What is Angioma and Main Types

An angioma is a benign tumor caused by an abnormal accumulation of blood vessels in the skin, most frequently on the face and neck, or in organs such as the liver and brain, for example. Angioma on the skin may appear as a red or purple sign or as a bump, usually red, and is very common in the baby.

Although the cause of the onset of angioma is still unknown, it is usually curable, and treatment can be performed with laser, administration of corticosteroids or surgery.

However, if the angioma is located in the brain or spinal cord, for example, it may not be possible to remove it through surgery, and compression of these structures may occur and, consequently, cause problems with vision, balance or numbness in the arms. or legs and in more severe cases, lead to death.

Angioma na pele

The different types of angioma on the skin are:

1. Angioma Plano

Also known as Port wine stain, flat angioma is characterized by a smooth, pink or red stain, being more common on the face.

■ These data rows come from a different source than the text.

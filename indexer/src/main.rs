use anyhow::{anyhow, Result};
use clap::{Args, Parser, Subcommand};
use media_core::store::SledStore;
use media_core::{now_ms, Ingestor, InvertedIndex, Keyspace, MediaKind, RawHit, StoreHandle};
use tracing_subscriber::{fmt, EnvFilter};
use walkdir::WalkDir;

use std::fs::File;
use std::io::{BufRead, BufReader};
use std::path::{Path, PathBuf};
use std::sync::Arc;

#[derive(Parser)]
#[command(name = "indexer")]
#[command(about = "Load provider dumps into the catalog and maintain the term index", long_about = None)]
struct Cli {
    #[command(subcommand)]
    command: Commands,
}

#[derive(Args)]
struct StoreArgs {
    /// Store directory path
    #[arg(long, default_value = "./catalog.db")]
    data: String,
    /// Namespace root for every key
    #[arg(long, default_value = "catalog")]
    namespace: String,
}

#[derive(Subcommand)]
enum Commands {
    /// Ingest raw provider hits from JSON/JSONL files or a directory
    Ingest {
        #[command(flatten)]
        store: StoreArgs,
        /// Input path (file or directory)
        #[arg(long)]
        input: String,
        /// Term every ingested record is indexed under
        #[arg(long)]
        term: String,
        /// Media type of the hits: image or video
        #[arg(long = "type", default_value = "image")]
        kind: String,
    },
    /// Drop orphaned entries under a term and cap how many ids it keeps
    Prune {
        #[command(flatten)]
        store: StoreArgs,
        #[arg(long)]
        term: String,
        #[arg(long, default_value_t = 1000)]
        max_entries: usize,
    },
    /// Print how many ids a term currently holds
    Stats {
        #[command(flatten)]
        store: StoreArgs,
        #[arg(long)]
        term: String,
    },
}

#[tokio::main]
async fn main() -> Result<()> {
    fmt().with_env_filter(EnvFilter::from_default_env()).init();
    let cli = Cli::parse();

    match cli.command {
        Commands::Ingest { store, input, term, kind } => {
            let (db, handle) = open(&store)?;
            let hits = load_hits(Path::new(&input))?;
            let kind = MediaKind::parse_lenient(&kind);
            let stored = Ingestor::new(handle).ingest(&hits, kind, &term, now_ms()).await?;
            db.flush().await?;
            println!("{}", serde_json::json!({ "term": term, "read": hits.len(), "ingested": stored.len() }));
        }
        Commands::Prune { store, term, max_entries } => {
            let (db, handle) = open(&store)?;
            let report = InvertedIndex::new(handle).prune(&term, max_entries).await?;
            db.flush().await?;
            println!("{}", serde_json::to_string(&report)?);
        }
        Commands::Stats { store, term } => {
            let (_db, handle) = open(&store)?;
            let ids = InvertedIndex::new(handle).ids(&term).await?;
            println!("{}", serde_json::json!({ "term": term, "entries": ids.len() }));
        }
    }
    Ok(())
}

fn open(args: &StoreArgs) -> Result<(SledStore, StoreHandle)> {
    let db = SledStore::open(&args.data)?;
    let handle = StoreHandle::new(Arc::new(db.clone()), Keyspace::new(&args.namespace));
    Ok((db, handle))
}

fn load_hits(input: &Path) -> Result<Vec<RawHit>> {
    let mut files: Vec<PathBuf> = Vec::new();
    if input.is_dir() {
        for entry in WalkDir::new(input).into_iter().filter_map(|e| e.ok()) {
            let p = entry.path();
            if p.is_file() && matches!(p.extension().and_then(|s| s.to_str()), Some("json" | "jsonl")) {
                files.push(p.to_path_buf());
            }
        }
        files.sort();
    } else if input.is_file() {
        files.push(input.to_path_buf());
    } else {
        return Err(anyhow!("input not found: {}", input.display()));
    }

    let mut hits = Vec::new();
    for file in files {
        if file.extension().and_then(|s| s.to_str()) == Some("jsonl") {
            read_jsonl(&file, &mut hits)?;
        } else {
            read_json(&file, &mut hits)?;
        }
    }
    tracing::info!(hits = hits.len(), input = %input.display(), "loaded raw hits");
    Ok(hits)
}

fn read_jsonl(file: &Path, hits: &mut Vec<RawHit>) -> Result<()> {
    let reader = BufReader::new(File::open(file)?);
    for line in reader.lines() {
        let line = line?;
        if line.trim().is_empty() { continue; }
        hits.push(serde_json::from_str(&line)?);
    }
    Ok(())
}

/// Accepts a bare array of hits, a provider response envelope (`{"hits": [...]}`) or one hit.
fn read_json(file: &Path, hits: &mut Vec<RawHit>) -> Result<()> {
    let json: serde_json::Value = serde_json::from_reader(BufReader::new(File::open(file)?))?;
    match json {
        serde_json::Value::Array(arr) => {
            for v in arr {
                hits.push(serde_json::from_value(v)?);
            }
        }
        serde_json::Value::Object(mut obj) => match obj.remove("hits") {
            Some(serde_json::Value::Array(arr)) => {
                for v in arr {
                    hits.push(serde_json::from_value(v)?);
                }
            }
            _ => hits.push(serde_json::from_value(serde_json::Value::Object(obj))?),
        },
        _ => {}
    }
    Ok(())
}

#[cfg(test)]
mod tests {
    use super::*;
    use std::fs;

    #[test]
    fn loads_envelopes_arrays_and_lines() {
        let dir = tempfile::tempdir().unwrap();
        fs::write(dir.path().join("a.json"), r#"{"total": 2, "hits": [{"id": 1}, {"id": 2}]}"#).unwrap();
        fs::write(dir.path().join("b.json"), r#"[{"id": 3}]"#).unwrap();
        fs::write(dir.path().join("c.jsonl"), "{\"id\": 4}\n\n{\"id\": 5}\n").unwrap();
        fs::write(dir.path().join("notes.txt"), "ignored").unwrap();
        let hits = load_hits(dir.path()).unwrap();
        assert_eq!(hits.len(), 5);
    }

    #[tokio::test]
    async fn ingest_then_stats_and_prune() {
        let dir = tempfile::tempdir().unwrap();
        let (_db, handle) = open(&StoreArgs { data: dir.path().join("db").to_string_lossy().into(), namespace: "t".into() }).unwrap();
        let hits: Vec<RawHit> = (1..=4).map(|i| serde_json::from_value(serde_json::json!({ "id": i })).unwrap()).collect();
        Ingestor::new(handle.clone()).ingest(&hits, MediaKind::Image, "Forest", 0).await.unwrap();
        let index = InvertedIndex::new(handle);
        assert_eq!(index.ids("forest").await.unwrap().len(), 4);
        let report = index.prune("forest", 3).await.unwrap();
        assert_eq!(report.overflow_removed, 1);
        assert_eq!(index.ids("forest").await.unwrap().len(), 3);
    }
}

Usually, it is already present at birth, and may also appear months later, and tends to disappear after the first year of life.

2. Strawberry or tuberous angioma

Characterized by a protrusion, usually red, formed by the accumulation of blood vessels, being more frequent in the head, neck or trunk.

It is usually present at birth, but it can appear later, growing during the first year of life and slowly regressing until it disappears;

3. Stellar Angioma

Characterized by a central point, rounded and red, which radiates capillary vessels in various directions, similar to a spider, and is therefore called a vascular spider. Its appearance is related to the hormone estrogen.

4. Angioma Rubi

Rubi angioma is characterized by the appearance of red pellets on the skin, which appear in adulthood and may increase in size and quantity with aging. Learn more about ruby angioma.

Angioma cerebral

  • Cavernous angioma: it  is an angioma that is located in the brain, spinal cord or spine and, rarely, in other regions of the body, and can generate symptoms, such as epileptic seizures, headache and bleeding. It is usually congenital, already present at birth, but in some cases, it may appear later. This type of angioma can be diagnosed using magnetic resonance imaging and treatment is done through surgery. Learn more about cavernous angioma ;
  • Venous Angioma:  This angioma is characterized by a congenital malformation of some veins of the brain, which are more dilated than normal. Usually, it is only removed by surgery if it is associated with another brain injury or if the individual has symptoms such as seizures, for example.

Angioma in the liver

This type of angioma forms on the surface of the liver, and is characterized by a small lump formed by a tangle of blood vessels, which is usually asymptomatic and benign, not progressing to cancer. The causes of hemangioma in the liver are not known, but it is known that it is more common in women aged between 30 and 50 years who have been pregnant or who are undergoing hormone replacement.

In most cases, the hemangioma does not require treatment, as it disappears on its own, without presenting risks to the patient’s health. However, in some cases, it may grow or present a risk of bleeding, and it may be necessary to resort to surgery.